Neither she nor he is all that in ‘Love, Guaranteed’
Like spraying an empty air freshener to cover a fart, “Love, Guaranteed” claims to indict fraudulent presentations of romantic possibility while becoming exactly that, never glimpsing anything that resembles a legitimate, enduring connection. And I expected so much more from the director of the lousy “When in Rome” and the writers of the so-cleverly titled “Falling Inn Love,” which I haven’t seen but really sounds great.

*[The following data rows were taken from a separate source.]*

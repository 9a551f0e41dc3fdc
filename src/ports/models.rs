//! Raw feed models
//!
//! Wire shapes returned by upstream market-data providers. These are owned
//! transiently by the adapter that fetched them and are discarded once the
//! normalizer has mapped them into `MarketSnapshot`s.

use serde::{Deserialize, Serialize};

/// CoinGecko `/coins/markets` entry
#[derive(Debug, Clone, Default, PartialEq, Serialize, Deserialize)]
pub struct CoinMarketRecord {
    #[serde(default)]
    pub id: String,
    #[serde(default)]
    pub symbol: String,
    #[serde(default)]
    pub name: String,
    pub image: Option<String>,
    pub current_price: Option<f64>,
    pub market_cap: Option<f64>,
    pub market_cap_rank: Option<u32>,
    pub total_volume: Option<f64>,
    pub high_24h: Option<f64>,
    pub low_24h: Option<f64>,
    pub price_change_percentage_1h: Option<f64>,
    pub price_change_percentage_24h: Option<f64>,
    pub price_change_percentage_1h_in_currency: Option<f64>,
    pub price_change_percentage_24h_in_currency: Option<f64>,
}

/// CoinGecko `/search/trending` response
#[derive(Debug, Clone, Default, Deserialize)]
pub struct TrendingResponse {
    #[serde(default)]
    pub coins: Vec<TrendingCoin>,
}

/// Wrapper around a trending item
#[derive(Debug, Clone, Deserialize)]
pub struct TrendingCoin {
    pub item: TrendingItem,
}

#[derive(Debug, Clone, Deserialize)]
pub struct TrendingItem {
    pub id: String,
    #[serde(default)]
    pub symbol: String,
    #[serde(default)]
    pub name: String,
    pub large: Option<String>,
    pub market_cap_rank: Option<u32>,
}

/// OKX v5 response envelope. `code == "0"` means success.
#[derive(Debug, Clone, Deserialize)]
pub struct OkxEnvelope<T> {
    pub code: String,
    #[serde(default)]
    pub msg: String,
    #[serde(default)]
    pub data: Vec<T>,
}

/// OKX `/public/instruments` descriptor
#[derive(Debug, Clone, Default, PartialEq, Serialize, Deserialize)]
pub struct OkxInstrument {
    #[serde(rename = "instId")]
    pub inst_id: String,
    #[serde(rename = "instType", default)]
    pub inst_type: String,
    #[serde(default)]
    pub state: String,
    #[serde(rename = "ctValCcy", default)]
    pub ct_val_ccy: String,
    #[serde(rename = "settleCcy", default)]
    pub settle_ccy: String,
    #[serde(default)]
    pub uly: String,
}

impl OkxInstrument {
    /// Live perpetual swap
    pub fn is_live_perpetual(&self) -> bool {
        self.inst_type.eq_ignore_ascii_case("SWAP") && self.state.eq_ignore_ascii_case("live")
    }

    /// Base currency, taken from the underlying ("BTC-USDT") or the
    /// instrument id ("BTC-USD-SWAP"). `ctValCcy` is the quote on inverse
    /// contracts so it is not used here.
    pub fn base_currency(&self) -> Option<&str> {
        let source = if self.uly.is_empty() { &self.inst_id } else { &self.uly };
        source.split('-').next().filter(|base| !base.is_empty())
    }
}

/// OKX `/market/tickers` entry. Numbers arrive as strings.
#[derive(Debug, Clone, Default, PartialEq, Serialize, Deserialize)]
pub struct OkxTicker {
    #[serde(rename = "instId")]
    pub inst_id: String,
    #[serde(default)]
    pub last: String,
    #[serde(rename = "open24h", default)]
    pub open_24h: String,
    #[serde(rename = "high24h", default)]
    pub high_24h: String,
    #[serde(rename = "low24h", default)]
    pub low_24h: String,
    /// 24h volume in base currency
    #[serde(rename = "volCcy24h", default)]
    pub vol_ccy_24h: String,
}

/// A live perpetual instrument joined with its ticker
#[derive(Debug, Clone, PartialEq)]
pub struct PerpetualTicker {
    pub instrument: OkxInstrument,
    pub ticker: OkxTicker,
}

/// Source-specific raw record handed from an adapter to the normalizer
#[derive(Debug, Clone, PartialEq)]
pub enum RawFeedRecord {
    /// General market listing entry
    Listing(CoinMarketRecord),
    /// Market listing entry resolved from the trending directory
    Trending(CoinMarketRecord),
    /// Derivatives venue perpetual
    Perpetual(PerpetualTicker),
}

impl RawFeedRecord {
    pub fn kind(&self) -> &'static str {
        match self {
            RawFeedRecord::Listing(_) => "listing",
            RawFeedRecord::Trending(_) => "trending",
            RawFeedRecord::Perpetual(_) => "perpetual",
        }
    }
}
//! Market Data Adapters
//!
//! `MarketFeed` implementations backed by public REST APIs:
//! - `OkxPerpetuals`: live perpetual swaps with 24h tickers (primary)
//! - `CoinGeckoTrending`: trending directory resolved to market records
//! - `CoinGeckoListing`: broad top-volume listing (fallback)
//!
//! All adapters are read-only and unauthenticated, with one attempt per
//! refresh cycle and an explicit request timeout.

mod http;
mod coingecko;
mod okx;

#[cfg(test)]
mod test_server;

pub use coingecko::{trending_ids, CoinGeckoClient, CoinGeckoListing, CoinGeckoTrending};
pub use okx::{join_live_perpetuals, OkxPerpetuals};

And if you say I shouldn’t judge a movie by its title, perhaps Nick (Damon Wayans Jr.) also shouldn’t judge and discard his dates by first impression. Of course, the women are all cartoonishly unappealing -- one talks only about cats even though she doesn’t have one; another brings her parents along and only communicates through them -- that the implication is that every one of the nearly 1,000 women Nick finds on the Love, Guaranteed app are obviously beneath him. In the real world, a man whining about the failure of a dating site’s promise to find him love has a sinister, incel feel to it, and that’s not quite the stuff of vacation reading and sick-day viewing to which this remarkably lazy movie aspires. So Nick is drawn as incredibly sweet and caring (he’s also a physical therapist who helps some patients for free!) despite his romantic disappointments, and merely a flawless catch waiting to meet someone without any deal-breaking quirks.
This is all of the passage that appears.